ケヴィン・キャムプス(Kevin Kamps)、放射能監視団体“Beyond Nuclear”
最初の実に嘆かわしい徴候は、子どもたちを含む一般人の許容放射線量を、年間100ミリレムから2レムへと、20倍に引き上げたことであり、これはたとえば、ヨーロッパの被曝作業員の仕事による被曝の許容量になります。もうひとつの悪い徴候として、子どもの甲状腺疾患の兆しが現れています。嚢胞と結節が見つかり、甲状腺癌の事例が増える一方であり、これは非常に稀なものであり、正常な状況では見つかるはずがありません。
事実隠しが実質的につづけられています。それに、2020年に東京でオリンピックを開催するのには、巨大なリスクがあり、それも、過去の汚染のためだけでなく、フクシマの状況が統御からほど遠いためです。4号炉――高レベル放射性廃棄物貯蔵プール――は崩壊の瀬戸際にあります。それに対応するために、来月、重要な処置に踏み切ることになっていますが、オリンピックの開催中、東京の人口に加えて、多数の人びとが訪れているときに、フクシマで重大なことが起これば、それこそみずから災いを招くようなものです。
ルーカス・ヒクソン(Lucas Hixson)、“Enformable”核調査・編集員
わたしは、現状を維持するだけでも、国際的な尽力を要するだろうと思います。しかし、わたしたちには、この問題に長期にわたって真に対処しはじめるだけの技術がありません。建屋内の汚染区域に近づくことができませんし、建屋内の溶けた炉心を見ることすらできなく、どこにあるのか、わかりません。ですから、わたしは、現状を維持するだけのために、国際支援に向かうつもりです。だけど、率直にいって、わたしたちには打開策がありませんので、国際支援団が来るからといって、人びとがわたしたちに解決策を持ってきたと考えるなら、困ります。

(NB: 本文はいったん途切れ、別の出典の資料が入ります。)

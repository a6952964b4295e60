//! Discriminated schemas: accounts, instruction arguments and events.
//!
//! All three share one wire shape, `discriminator ‖ record`. They differ
//! in how the discriminator is derived and in what they are decoded from.

use crate::{
    codec::{Decode, Encode},
    cursor::Reader,
    discriminator::{Discriminator, DISCRIMINATOR_LEN},
    error::{CodecError, CodecResult},
    filter::Filter,
    layout::HasLayout,
    record::to_vec,
    types::Describe,
};

/// `discriminator ‖ encode(value)`.
pub fn prefixed<T: Encode + ?Sized>(
    discriminator: &Discriminator,
    value: &T,
) -> CodecResult<Vec<u8>> {
    let body = to_vec(value)?;
    let mut data = Vec::with_capacity(DISCRIMINATOR_LEN + body.len());
    data.extend_from_slice(discriminator.as_bytes());
    data.extend_from_slice(&body);
    Ok(data)
}

/// Check the leading discriminator, then decode the record behind it.
///
/// Error offsets are relative to the start of `data`. With `strict`, bytes
/// left after the record are an error; otherwise they are ignored.
pub fn decode_prefixed<T: Decode>(
    schema: &'static str,
    expected: &Discriminator,
    data: &[u8],
    strict: bool,
) -> CodecResult<T> {
    let mut reader = Reader::new(data);
    let found = Discriminator::decode(&mut reader)?;
    if found != *expected {
        return Err(CodecError::DiscriminatorMismatch {
            schema,
            expected: *expected,
            found,
        });
    }
    let value = T::decode(&mut reader)?;
    if strict {
        reader.finish()?;
    }
    Ok(value)
}

/// Account state owned by a program.
///
/// The layout base of an account is [`DISCRIMINATOR_LEN`], so every
/// offset reported by [`HasLayout::LAYOUT`] is an absolute position in
/// the account data.
pub trait AccountSchema: Encode + Decode + Describe + HasLayout {
    const NAME: &'static str;
    /// `sha256("account:<NAME>")[..8]` unless assigned.
    const DISCRIMINATOR: Discriminator;

    /// Decode account data. Bytes past the record are ignored, since
    /// accounts are often allocated with headroom.
    fn try_from_account_data(data: &[u8]) -> CodecResult<Self> {
        decode_prefixed(Self::NAME, &Self::DISCRIMINATOR, data, false)
    }

    /// Decode account data that must contain exactly one record.
    fn try_from_account_data_strict(data: &[u8]) -> CodecResult<Self> {
        decode_prefixed(Self::NAME, &Self::DISCRIMINATOR, data, true)
    }

    fn to_account_data(&self) -> CodecResult<Vec<u8>> {
        prefixed(&Self::DISCRIMINATOR, self)
    }

    /// Account data size, when every field is fixed width.
    fn size() -> Option<usize> {
        Self::LAYOUT.fixed_size()
    }

    /// `dataSize` filter. `None` for variable-size accounts.
    fn size_filter() -> Option<Filter> {
        Self::size().map(Filter::data_size)
    }

    fn discriminator_filter() -> Filter {
        Filter::memcmp(0, Self::DISCRIMINATOR.0)
    }

    fn field_offset(field: &str) -> CodecResult<usize> {
        Self::LAYOUT.offset_of(field)
    }

    fn field_filter<V: Encode + ?Sized>(field: &str, value: &V) -> CodecResult<Filter> {
        Filter::field(&Self::LAYOUT, field, value)
    }
}

/// Arguments of one program instruction.
pub trait InstructionArgs: Encode + Decode + Describe {
    /// Display name, e.g. `Deposit`.
    const NAME: &'static str;
    /// Assigned by the schema or `sha256("global:<snake_name>")[..8]`.
    const DISCRIMINATOR: Discriminator;
    /// Account role names in instruction order.
    const ACCOUNT_NAMES: &'static [&'static str] = &[];

    fn to_instruction_data(&self) -> CodecResult<Vec<u8>> {
        prefixed(&Self::DISCRIMINATOR, self)
    }

    fn try_from_instruction_data(data: &[u8]) -> CodecResult<Self> {
        decode_prefixed(Self::NAME, &Self::DISCRIMINATOR, data, false)
    }

    fn try_from_instruction_data_strict(data: &[u8]) -> CodecResult<Self> {
        decode_prefixed(Self::NAME, &Self::DISCRIMINATOR, data, true)
    }
}

/// A program event emitted through the log.
pub trait EventSchema: Encode + Decode + Describe {
    const NAME: &'static str;
    /// `sha256("event:<NAME>")[..8]` unless assigned.
    const DISCRIMINATOR: Discriminator;

    fn to_event_data(&self) -> CodecResult<Vec<u8>> {
        prefixed(&Self::DISCRIMINATOR, self)
    }

    fn try_from_event_data(data: &[u8]) -> CodecResult<Self> {
        decode_prefixed(Self::NAME, &Self::DISCRIMINATOR, data, false)
    }
}
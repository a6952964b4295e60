//! Server-side account filters.
//!
//! Serializes to the `getProgramAccounts` filter shape:
//!
//! ```json
//! [{ "dataSize": 165 }, { "memcmp": { "offset": 8, "bytes": "<base58>" } }]
//! ```

use serde::{Serialize, Serializer};

use crate::{
    codec::Encode,
    error::{CodecError, CodecResult},
    layout::RecordLayout,
    record::to_vec,
};

#[derive(Debug, Clone, PartialEq, Eq, Serialize)]
#[serde(rename_all = "camelCase")]
pub enum Filter {
    DataSize(u64),
    Memcmp(Memcmp),
}

#[derive(Debug, Clone, PartialEq, Eq, Serialize)]
pub struct Memcmp {
    pub offset: usize,
    #[serde(serialize_with = "serialize_base58")]
    pub bytes: Vec<u8>,
}

fn serialize_base58<S: Serializer>(bytes: &[u8], serializer: S) -> Result<S::Ok, S::Error> {
    serializer.serialize_str(&bs58::encode(bytes).into_string())
}

impl Memcmp {
    pub fn matches(&self, data: &[u8]) -> bool {
        match self.offset.checked_add(self.bytes.len()) {
            Some(end) => data.get(self.offset..end) == Some(self.bytes.as_slice()),
            None => false,
        }
    }
}

impl Filter {
    pub fn memcmp(offset: usize, bytes: impl Into<Vec<u8>>) -> Self {
        Self::Memcmp(Memcmp {
            offset,
            bytes: bytes.into(),
        })
    }

    pub fn data_size(len: usize) -> Self {
        Self::DataSize(len as u64)
    }

    /// Memcmp on a record field, with the value encoded by its codec.
    ///
    /// The field must have a static offset and a fixed width, and the
    /// encoded value must be exactly that wide.
    pub fn field<T: Encode + ?Sized>(
        layout: &RecordLayout,
        field: &str,
        value: &T,
    ) -> CodecResult<Self> {
        let offset = layout.offset_of(field)?;
        let (_, slot) = layout.field(field)?;
        let bytes = to_vec(value)?;
        match slot.fixed_len {
            Some(expected) if expected == bytes.len() => Ok(Self::memcmp(offset, bytes)),
            expected => Err(CodecError::FilterWidth {
                field: slot.name,
                expected: expected.unwrap_or(0),
                actual: bytes.len(),
            }),
        }
    }

    /// Evaluate the filter against raw account data, as the RPC node would.
    pub fn matches(&self, data: &[u8]) -> bool {
        match self {
            Self::DataSize(len) => data.len() as u64 == *len,
            Self::Memcmp(memcmp) => memcmp.matches(data),
        }
    }
}
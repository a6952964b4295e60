//! Derive macro for anchor-layout schemas.
//!
//! ```ignore
//! use anchor_layout::Codec;
//!
//! #[derive(Codec)]
//! #[codec(account)]
//! pub struct Vault {
//!     pub authority: Pubkey,
//!     pub total_deposits: u64,
//!     pub label: String,
//! }
//!
//! #[derive(Codec)]
//! #[codec(instruction, account_names = ["vault", "depositor"])]
//! pub struct DepositArgs {
//!     pub amount: u64,
//! }
//!
//! #[derive(Codec)]
//! #[codec(ordinal_width = 4)]
//! pub enum Strategy {
//!     Idle,
//!     Lend { market: Pubkey },
//! }
//! ```
//!
//! ## Attributes
//!
//! | Attribute | Effect |
//! |-----------|--------|
//! | `account` | `AccountSchema`, discriminator `sha256("account:<Name>")[..8]`, offsets start after it |
//! | `instruction` | `InstructionArgs`, discriminator `sha256("global:<snake_name>")[..8]` |
//! | `event` | `EventSchema`, discriminator `sha256("event:<Name>")[..8]` |
//! | `name = ".."` | schema name used for hashing and display |
//! | `discriminator = [..]` | explicit 8-byte discriminator, nothing hashed |
//! | `ordinal_width = 1 \| 2 \| 4` | enum ordinal width in bytes, bounds the variant count |
//! | `account_names = [..]` | instruction account role names |
//!
//! Instruction type names drop an `IxData`, `Args` or `Instruction` suffix
//! before hashing: `InitializeVaultArgs` hashes `global:initialize_vault`.

use proc_macro::TokenStream;
use syn::{parse_macro_input, DeriveInput};

mod attrs;
mod discriminator;
mod expand;

/// Derives `Layout`, `Encode`, `Decode`, `Describe` and `HasLayout`, plus
/// `TaggedUnion` for enums and the schema trait selected by attributes.
#[proc_macro_derive(Codec, attributes(codec))]
pub fn derive_codec(input: TokenStream) -> TokenStream {
    let input = parse_macro_input!(input as DeriveInput);
    expand::derive_codec(&input)
        .unwrap_or_else(|err| err.write_errors())
        .into()
}
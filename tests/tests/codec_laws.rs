use anchor_layout::{
    from_slice, to_vec, AccountSchema, CodecError, Discriminator, Encode, IndexGuidance,
    InstructionArgs, TaggedUnion,
};
use anchor_layout_tests::anchor_discriminator;
use proptest::prelude::*;
use solana_pubkey::Pubkey;
use vault_schema::{
    Allocation, DepositArgs, DepositEvent, Depositor, FeeConfig, Vault, VaultState, WithdrawArgs,
};

fn pubkey() -> impl Strategy<Value = Pubkey> {
    any::<[u8; 32]>().prop_map(Pubkey::new_from_array)
}

fn fee_config() -> impl Strategy<Value = FeeConfig> {
    (any::<u16>(), any::<u16>(), pubkey()).prop_map(|(deposit_bps, withdraw_bps, collector)| {
        FeeConfig {
            deposit_bps,
            withdraw_bps,
            collector,
        }
    })
}

fn vault_state() -> impl Strategy<Value = VaultState> {
    prop_oneof![
        Just(VaultState::Active),
        Just(VaultState::Paused),
        Just(VaultState::Closed),
    ]
}

fn strategy() -> impl Strategy<Value = vault_schema::Strategy> {
    let allocation = (pubkey(), any::<u16>())
        .prop_map(|(target, weight_bps)| Allocation { target, weight_bps });
    prop_oneof![
        Just(vault_schema::Strategy::Idle),
        (pubkey(), any::<u16>()).prop_map(|(market, max_utilization_bps)| {
            vault_schema::Strategy::Lend {
                market,
                max_utilization_bps,
            }
        }),
        prop::collection::vec(allocation, 0..4).prop_map(vault_schema::Strategy::Split),
    ]
}

prop_compose! {
    fn vault()(
        authority in pubkey(),
        mint in pubkey(),
        state in vault_state(),
        bump in any::<u8>(),
        total_deposits in any::<u64>(),
        total_shares in any::<u64>(),
        fees in fee_config(),
        delegate in proptest::option::of(pubkey()),
        strategy in strategy(),
        label in "[a-zA-Z0-9 éü]{0,24}",
    ) -> Vault {
        Vault {
            authority,
            mint,
            state,
            bump,
            total_deposits,
            total_shares,
            fees,
            delegate,
            strategy,
            label,
        }
    }
}

prop_compose! {
    fn depositor()(
        vault in pubkey(),
        owner in pubkey(),
        shares in any::<u64>(),
        last_deposit_slot in any::<u64>(),
        reward_checkpoints in any::<[[u64; 2]; 3]>(),
        bump in any::<u8>(),
    ) -> Depositor {
        Depositor { vault, owner, shares, last_deposit_slot, reward_checkpoints, bump }
    }
}

proptest! {
    #[test]
    fn vault_round_trips_with_exact_length(vault in vault()) {
        let bytes = to_vec(&vault).unwrap();
        prop_assert_eq!(bytes.len(), vault.encoded_len());
        prop_assert_eq!(from_slice::<Vault>(&bytes).unwrap(), vault.clone());

        let data = vault.to_account_data().unwrap();
        prop_assert_eq!(&data[..8], Vault::DISCRIMINATOR.as_bytes());
        prop_assert_eq!(&data[8..], bytes.as_slice());
        prop_assert_eq!(Vault::try_from_account_data(&data).unwrap(), vault);
    }

    #[test]
    fn depositor_is_fixed_size(depositor in depositor()) {
        let data = depositor.to_account_data().unwrap();
        prop_assert_eq!(Some(data.len()), Depositor::size());
        prop_assert_eq!(Depositor::try_from_account_data_strict(&data).unwrap(), depositor);
    }

    #[test]
    fn instruction_args_round_trip(
        amount in any::<u64>(),
        min_shares in proptest::option::of(any::<u64>()),
        guidance in prop::collection::vec(any::<u8>(), 0..32),
    ) {
        let deposit = DepositArgs { amount, min_shares };
        let data = deposit.to_instruction_data().unwrap();
        prop_assert_eq!(data.len(), 8 + deposit.encoded_len());
        prop_assert_eq!(DepositArgs::try_from_instruction_data(&data).unwrap(), deposit);

        let withdraw = WithdrawArgs {
            shares: amount,
            index_guidance: IndexGuidance::new(guidance.clone()),
        };
        let data = withdraw.to_instruction_data().unwrap();
        // guidance bytes are carried verbatim after the u32 prefix
        prop_assert_eq!(&data[20..], guidance.as_slice());
        prop_assert_eq!(WithdrawArgs::try_from_instruction_data(&data).unwrap(), withdraw);
    }

    #[test]
    fn optional_law(value in proptest::option::of(pubkey())) {
        let bytes = to_vec(&value).unwrap();
        match value {
            None => prop_assert_eq!(bytes, vec![0u8]),
            Some(key) => {
                prop_assert_eq!(bytes.len(), 33);
                prop_assert_eq!(bytes[0], 1);
                prop_assert_eq!(&bytes[1..], &key.to_bytes()[..]);
            }
        }
    }

    #[test]
    fn vector_length_law(values in prop::collection::vec(any::<u32>(), 0..64)) {
        let bytes = to_vec(&values).unwrap();
        prop_assert_eq!(bytes.len(), 4 + 4 * values.len());
        prop_assert_eq!(&bytes[..4], &(values.len() as u32).to_le_bytes());
    }

    #[test]
    fn ordinal_outside_variant_set_is_rejected(ordinal in 3u32..) {
        let mut bytes = ordinal.to_le_bytes().to_vec();
        bytes.extend_from_slice(&[0; 64]);
        prop_assert_eq!(
            from_slice::<vault_schema::Strategy>(&bytes).unwrap_err(),
            CodecError::UnexpectedOrdinal { schema: "Strategy", ordinal }
        );
    }

    #[test]
    fn truncated_input_never_panics(vault in vault(), cut in 0usize..200) {
        let data = vault.to_account_data().unwrap();
        let cut = cut.min(data.len().saturating_sub(1));
        prop_assert!(Vault::try_from_account_data(&data[..cut]).is_err());
    }
}

#[test]
fn discriminator_law() {
    assert_eq!(
        Vault::DISCRIMINATOR.0,
        anchor_discriminator("account", "Vault")
    );
    assert_eq!(
        Depositor::DISCRIMINATOR.0,
        anchor_discriminator("account", "Depositor")
    );
    assert_eq!(
        <DepositEvent as anchor_layout::EventSchema>::DISCRIMINATOR.0,
        anchor_discriminator("event", "DepositEvent")
    );
    // assigned discriminators match the hash Anchor would have produced
    assert_eq!(
        DepositArgs::DISCRIMINATOR,
        Discriminator::for_instruction("deposit")
    );
}

#[test]
fn variant_law() {
    assert_eq!(VaultState::VARIANTS, ["Active", "Paused", "Closed"]);
    assert_eq!(to_vec(&VaultState::Closed).unwrap(), [2]);
    assert_eq!(
        from_slice::<VaultState>(&[3]).unwrap_err(),
        CodecError::UnexpectedOrdinal {
            schema: "VaultState",
            ordinal: 3
        }
    );

    let split = vault_schema::Strategy::Split(Vec::new());
    assert_eq!(split.ordinal(), 2);
    assert_eq!(to_vec(&split).unwrap(), [2, 0, 0, 0, 0, 0, 0, 0]);
    assert_eq!(
        <vault_schema::Strategy as TaggedUnion>::ORDINAL_WIDTH.len(),
        4
    );
}

#[test]
fn empty_vector_boundary() {
    assert_eq!(to_vec(&Vec::<Pubkey>::new()).unwrap(), [0, 0, 0, 0]);
    assert_eq!(to_vec(&String::new()).unwrap(), [0, 0, 0, 0]);
    assert_eq!(
        from_slice::<Vec<Pubkey>>(&[0, 0, 0, 0]).unwrap(),
        Vec::<Pubkey>::new()
    );
}

#[test]
fn oversized_length_prefix_is_malformed() {
    let mut bytes = 1_000_000u32.to_le_bytes().to_vec();
    bytes.extend_from_slice(&[0; 34]);
    assert!(matches!(
        from_slice::<Vec<Allocation>>(&bytes),
        Err(CodecError::MalformedLength {
            len: 1_000_000,
            min_bytes: 34_000_000,
            remaining: 34,
            ..
        })
    ));
}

多くの先進諸国が核エネルギーを必要としているというのは間違った言い分であると、人びとが理解しはじめているとわたしは思います。諸国が供給するエネルギーは、じっさいに自給可能なものでなければなりません。わたしたちはその事実を、ドイツだけでなく、日本でも目撃しました。たったいま、両国の全原子炉が止まっており、電力不足もありません。
国内的と国際的の両面で、すでに明らかに影響がありますし、これからもあるでしょう。状況が悪化する可能性がありますし、国際的な環境災害を防止するという意味では、手遅れです。すでに発生しているのです。